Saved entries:
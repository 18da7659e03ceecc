//! Deal management routes.

use std::collections::HashMap;

use axum::{
    extract::{Path, State},
    http::StatusCode,
    routing::{get, post},
    Json, Router,
};
use domain::models::affiliate::AffiliateResponse;
use domain::models::deal::{
    CreateDealRequest, Deal, DealAffiliate, DealAssociationResponse, DealWithAffiliates, NewDeal,
    UpdateDealRequest,
};
use persistence::repositories::{AffiliateRepository, DealRepository};
use serde_json::{json, Value};
use tracing::info;
use uuid::Uuid;
use validator::Validate;

use crate::app::AppState;
use crate::error::ApiError;
use crate::extractors::{AdminUser, CurrentUser};
use crate::services::DealAssignment;

pub fn router() -> Router<AppState> {
    Router::new()
        .route("/", get(list_deals).post(create_deal))
        .route("/:id", get(get_deal).put(update_deal).delete(delete_deal))
        .route(
            "/:deal_id/affiliates/:affiliate_id",
            post(associate_deal).delete(dissociate_deal),
        )
}

fn not_found() -> ApiError {
    ApiError::NotFound("Deal not found".to_string())
}

/// GET /api/deals
///
/// Admins get every deal with its affiliates; an affiliate gets its own deal.
pub async fn list_deals(
    State(state): State<AppState>,
    CurrentUser(user): CurrentUser,
) -> Result<Json<Vec<DealWithAffiliates>>, ApiError> {
    let repo = DealRepository::new(state.pool.clone());

    if !user.is_admin() {
        let Some(affiliate_id) = user.affiliate_id else {
            return Ok(Json(Vec::new()));
        };
        let own = repo.find_for_affiliate(affiliate_id).await?;
        return Ok(Json(
            own.map(|deal| DealWithAffiliates {
                deal: deal.into(),
                affiliates: Vec::new(),
            })
            .into_iter()
            .collect(),
        ));
    }

    let deals: Vec<Deal> = repo.list().await?.into_iter().map(Into::into).collect();
    let ids: Vec<Uuid> = deals.iter().map(|d| d.id).collect();

    let mut by_deal: HashMap<Uuid, Vec<DealAffiliate>> = HashMap::new();
    for row in repo.list_affiliates(&ids).await? {
        by_deal.entry(row.deal_id).or_default().push(row.into());
    }

    let deals = deals
        .into_iter()
        .map(|deal| {
            let affiliates = by_deal.remove(&deal.id).unwrap_or_default();
            DealWithAffiliates { deal, affiliates }
        })
        .collect();
    Ok(Json(deals))
}

/// GET /api/deals/:id
pub async fn get_deal(
    State(state): State<AppState>,
    CurrentUser(user): CurrentUser,
    Path(id): Path<Uuid>,
) -> Result<Json<DealWithAffiliates>, ApiError> {
    let repo = DealRepository::new(state.pool.clone());
    let deal: Deal = repo.find_by_id(id).await?.ok_or_else(not_found)?.into();

    if !user.is_admin() {
        let own = match user.affiliate_id {
            Some(affiliate_id) => repo.find_for_affiliate(affiliate_id).await?,
            None => None,
        };
        if own.map(|d| d.id) != Some(id) {
            return Err(ApiError::Forbidden("Access denied".to_string()));
        }
        return Ok(Json(DealWithAffiliates {
            deal,
            affiliates: Vec::new(),
        }));
    }

    let affiliates = repo
        .list_affiliates(&[id])
        .await?
        .into_iter()
        .map(Into::into)
        .collect();
    Ok(Json(DealWithAffiliates { deal, affiliates }))
}

/// POST /api/deals
pub async fn create_deal(
    State(state): State<AppState>,
    AdminUser(admin): AdminUser,
    Json(request): Json<CreateDealRequest>,
) -> Result<(StatusCode, Json<Deal>), ApiError> {
    request.validate()?;
    let new_deal: NewDeal = request.into();
    let deal: Deal = DealRepository::new(state.pool.clone())
        .create(&new_deal)
        .await?
        .into();

    info!(admin_id = %admin.id, deal_id = %deal.id, name = %deal.name, "Deal created");
    Ok((StatusCode::CREATED, Json(deal)))
}

/// PUT /api/deals/:id
pub async fn update_deal(
    State(state): State<AppState>,
    AdminUser(_admin): AdminUser,
    Path(id): Path<Uuid>,
    Json(request): Json<UpdateDealRequest>,
) -> Result<Json<Deal>, ApiError> {
    request.validate()?;
    let deal: Deal = DealRepository::new(state.pool.clone())
        .update(id, &request)
        .await?
        .ok_or_else(not_found)?
        .into();

    info!(deal_id = %deal.id, "Deal updated");
    Ok(Json(deal))
}

/// DELETE /api/deals/:id
///
/// Refused while any affiliate still references the deal.
pub async fn delete_deal(
    State(state): State<AppState>,
    AdminUser(_admin): AdminUser,
    Path(id): Path<Uuid>,
) -> Result<Json<Value>, ApiError> {
    let repo = DealRepository::new(state.pool.clone());
    repo.find_by_id(id).await?.ok_or_else(not_found)?;

    let referenced = repo.count_affiliates(id).await?;
    if referenced > 0 {
        return Err(ApiError::Conflict(format!(
            "Cannot delete deal: {} affiliate(s) are associated with it",
            referenced
        )));
    }

    if !repo.delete(id).await? {
        return Err(not_found());
    }
    info!(deal_id = %id, "Deal deleted");
    Ok(Json(json!({ "message": "Deal deleted" })))
}

/// POST /api/deals/:deal_id/affiliates/:affiliate_id
///
/// Associates the deal and issues the affiliate a fresh password.
pub async fn associate_deal(
    State(state): State<AppState>,
    AdminUser(admin): AdminUser,
    Path((deal_id, affiliate_id)): Path<(Uuid, Uuid)>,
) -> Result<Json<DealAssociationResponse>, ApiError> {
    let response = DealAssignment::new(state.pool.clone(), state.partners.onboarding.clone())
        .associate(deal_id, affiliate_id)
        .await?;
    info!(admin_id = %admin.id, deal_id = %deal_id, affiliate_id = %affiliate_id, "Deal associated");
    Ok(Json(response))
}

/// DELETE /api/deals/:deal_id/affiliates/:affiliate_id
pub async fn dissociate_deal(
    State(state): State<AppState>,
    AdminUser(_admin): AdminUser,
    Path((deal_id, affiliate_id)): Path<(Uuid, Uuid)>,
) -> Result<Json<AffiliateResponse>, ApiError> {
    let row = AffiliateRepository::new(state.pool.clone())
        .find_with_email(affiliate_id)
        .await?
        .ok_or_else(|| ApiError::NotFound("Affiliate not found".to_string()))?;
    if row.affiliate.deal_id != Some(deal_id) {
        return Err(ApiError::Validation(
            "Affiliate is not associated with this deal".to_string(),
        ));
    }

    let affiliate = DealAssignment::new(state.pool.clone(), state.partners.onboarding.clone())
        .dissociate(affiliate_id)
        .await?;
    info!(deal_id = %deal_id, affiliate_id = %affiliate_id, "Deal dissociated");
    Ok(Json(AffiliateResponse {
        affiliate,
        email: row.email,
        deal: None,
    }))
}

TRY IT:
Your job is to reproduce the data in full, with every line intact.

RESPONSE BELOW:
repository 18da7659e03ceecc
//! Deal management routes.

use std::collections::HashMap;

use axum::{
    extract::{Path, State},
    http::StatusCode,
    routing::{get, post},
    Json, Router,
};
use domain::models::affiliate::AffiliateResponse;
use domain::models::deal::{
    CreateDealRequest, Deal, DealAffiliate, DealAssociationResponse, DealWithAffiliates, NewDeal,
    UpdateDealRequest,
};
use persistence::repositories::{AffiliateRepository, DealRepository};
use serde_json::{json, Value};
use tracing::info;
use uuid::Uuid;
use validator::Validate;

use crate::app::AppState;
use crate::error::ApiError;
use crate::extractors::{AdminUser, CurrentUser};
use crate::services::DealAssignment;

pub fn router() -> Router<AppState> {
    Router::new()
        .route("/", get(list_deals).post(create_deal))
        .route("/:id", get(get_deal).put(update_deal).delete(delete_deal))
        .route(
            "/:deal_id/affiliates/:affiliate_id",
            post(associate_deal).delete(dissociate_deal),
        )
}

fn not_found() -> ApiError {
    ApiError::NotFound("Deal not found".to_string())
}

/// GET /api/deals
///
/// Admins get every deal with its affiliates; an affiliate gets its own deal.
pub async fn list_deals(
    State(state): State<AppState>,
    CurrentUser(user): CurrentUser,
) -> Result<Json<Vec<DealWithAffiliates>>, ApiError> {
    let repo = DealRepository::new(state.pool.clone());

    if !user.is_admin() {
        let Some(affiliate_id) = user.affiliate_id else {
            return Ok(Json(Vec::new()));
        };
        let own = repo.find_for_affiliate(affiliate_id).await?;
        return Ok(Json(
            own.map(|deal| DealWithAffiliates {
                deal: deal.into(),
                affiliates: Vec::new(),
            })
            .into_iter()
            .collect(),
        ));
    }

    let deals: Vec<Deal> = repo.list().await?.into_iter().map(Into::into).collect();
    let ids: Vec<Uuid> = deals.iter().map(|d| d.id).collect();

    let mut by_deal: HashMap<Uuid, Vec<DealAffiliate>> = HashMap::new();
    for row in repo.list_affiliates(&ids).await? {
        by_deal.entry(row.deal_id).or_default().push(row.into());
    }

    let deals = deals
        .into_iter()
        .map(|deal| {
            let affiliates = by_deal.remove(&deal.id).unwrap_or_default();
            DealWithAffiliates { deal, affiliates }
        })
        .collect();
    Ok(Json(deals))
}

/// GET /api/deals/:id
pub async fn get_deal(
    State(state): State<AppState>,
    CurrentUser(user): CurrentUser,
    Path(id): Path<Uuid>,
) -> Result<Json<DealWithAffiliates>, ApiError> {
    let repo = DealRepository::new(state.pool.clone());
    let deal: Deal = repo.find_by_id(id).await?.ok_or_else(not_found)?.into();

    if !user.is_admin() {
        let own = match user.affiliate_id {
            Some(affiliate_id) => repo.find_for_affiliate(affiliate_id).await?,
            None => None,
        };
        if own.map(|d| d.id) != Some(id) {
            return Err(ApiError::Forbidden("Access denied".to_string()));
        }
        return Ok(Json(DealWithAffiliates {
            deal,
            affiliates: Vec::new(),
        }));
    }

    let affiliates = repo
        .list_affiliates(&[id])
        .await?
        .into_iter()
        .map(Into::into)
        .collect();
    Ok(Json(DealWithAffiliates { deal, affiliates }))
}

/// POST /api/deals
pub async fn create_deal(
    State(state): State<AppState>,
    AdminUser(admin): AdminUser,
    Json(request): Json<CreateDealRequest>,
) -> Result<(StatusCode, Json<Deal>), ApiError> {
    request.validate()?;
    let new_deal: NewDeal = request.into();
    let deal: Deal = DealRepository::new(state.pool.clone())
        .create(&new_deal)
        .await?
        .into();

    info!(admin_id = %admin.id, deal_id = %deal.id, name = %deal.name, "Deal created");
    Ok((StatusCode::CREATED, Json(deal)))
}

/// PUT /api/deals/:id
pub async fn update_deal(
    State(state): State<AppState>,
    AdminUser(_admin): AdminUser,
    Path(id): Path<Uuid>,
    Json(request): Json<UpdateDealRequest>,
) -> Result<Json<Deal>, ApiError> {
    request.validate()?;
    let deal: Deal = DealRepository::new(state.pool.clone())
        .update(id, &request)
        .await?
        .ok_or_else(not_found)?
        .into();

    info!(deal_id = %deal.id, "Deal updated");
    Ok(Json(deal))
}

/// DELETE /api/deals/:id
///
/// Refused while any affiliate still references the deal.
pub async fn delete_deal(
    State(state): State<AppState>,
    AdminUser(_admin): AdminUser,
    Path(id): Path<Uuid>,
) -> Result<Json<Value>, ApiError> {
    let repo = DealRepository::new(state.pool.clone());
    repo.find_by_id(id).await?.ok_or_else(not_found)?;

    let referenced = repo.count_affiliates(id).await?;
    if referenced > 0 {
        return Err(ApiError::Conflict(format!(
            "Cannot delete deal: {} affiliate(s) are associated with it",
            referenced
        )));
    }

    if !repo.delete(id).await? {
        return Err(not_found());
    }
    info!(deal_id = %id, "Deal deleted");
    Ok(Json(json!({ "message": "Deal deleted" })))
}

/// POST /api/deals/:deal_id/affiliates/:affiliate_id
///
/// Associates the deal and issues the affiliate a fresh password.
pub async fn associate_deal(
    State(state): State<AppState>,
    AdminUser(admin): AdminUser,
    Path((deal_id, affiliate_id)): Path<(Uuid, Uuid)>,
) -> Result<Json<DealAssociationResponse>, ApiError> {
    let response = DealAssignment::new(state.pool.clone(), state.partners.onboarding.clone())
        .associate(deal_id, affiliate_id)
        .await?;
    info!(admin_id = %admin.id, deal_id = %deal_id, affiliate_id = %affiliate_id, "Deal associated");
    Ok(Json(response))
}

/// DELETE /api/deals/:deal_id/affiliates/:affiliate_id
pub async fn dissociate_deal(
    State(state): State<AppState>,
    AdminUser(_admin): AdminUser,
    Path((deal_id, affiliate_id)): Path<(Uuid, Uuid)>,
) -> Result<Json<AffiliateResponse>, ApiError> {
    let row = AffiliateRepository::new(state.pool.clone())
        .find_with_email(affiliate_id)
        .await?
        .ok_or_else(|| ApiError::NotFound("Affiliate not found".to_string()))?;
    if row.affiliate.deal_id != Some(deal_id) {
        return Err(ApiError::Validation(
            "Affiliate is not associated with this deal".to_string(),
        ));
    }

    let affiliate = DealAssignment::new(state.pool.clone(), state.partners.onboarding.clone())
        .dissociate(affiliate_id)
        .await?;
    info!(deal_id = %deal_id, affiliate_id = %affiliate_id, "Deal dissociated");
    Ok(Json(AffiliateResponse {
        affiliate,
        email: row.email,
        deal: None,
    }))
}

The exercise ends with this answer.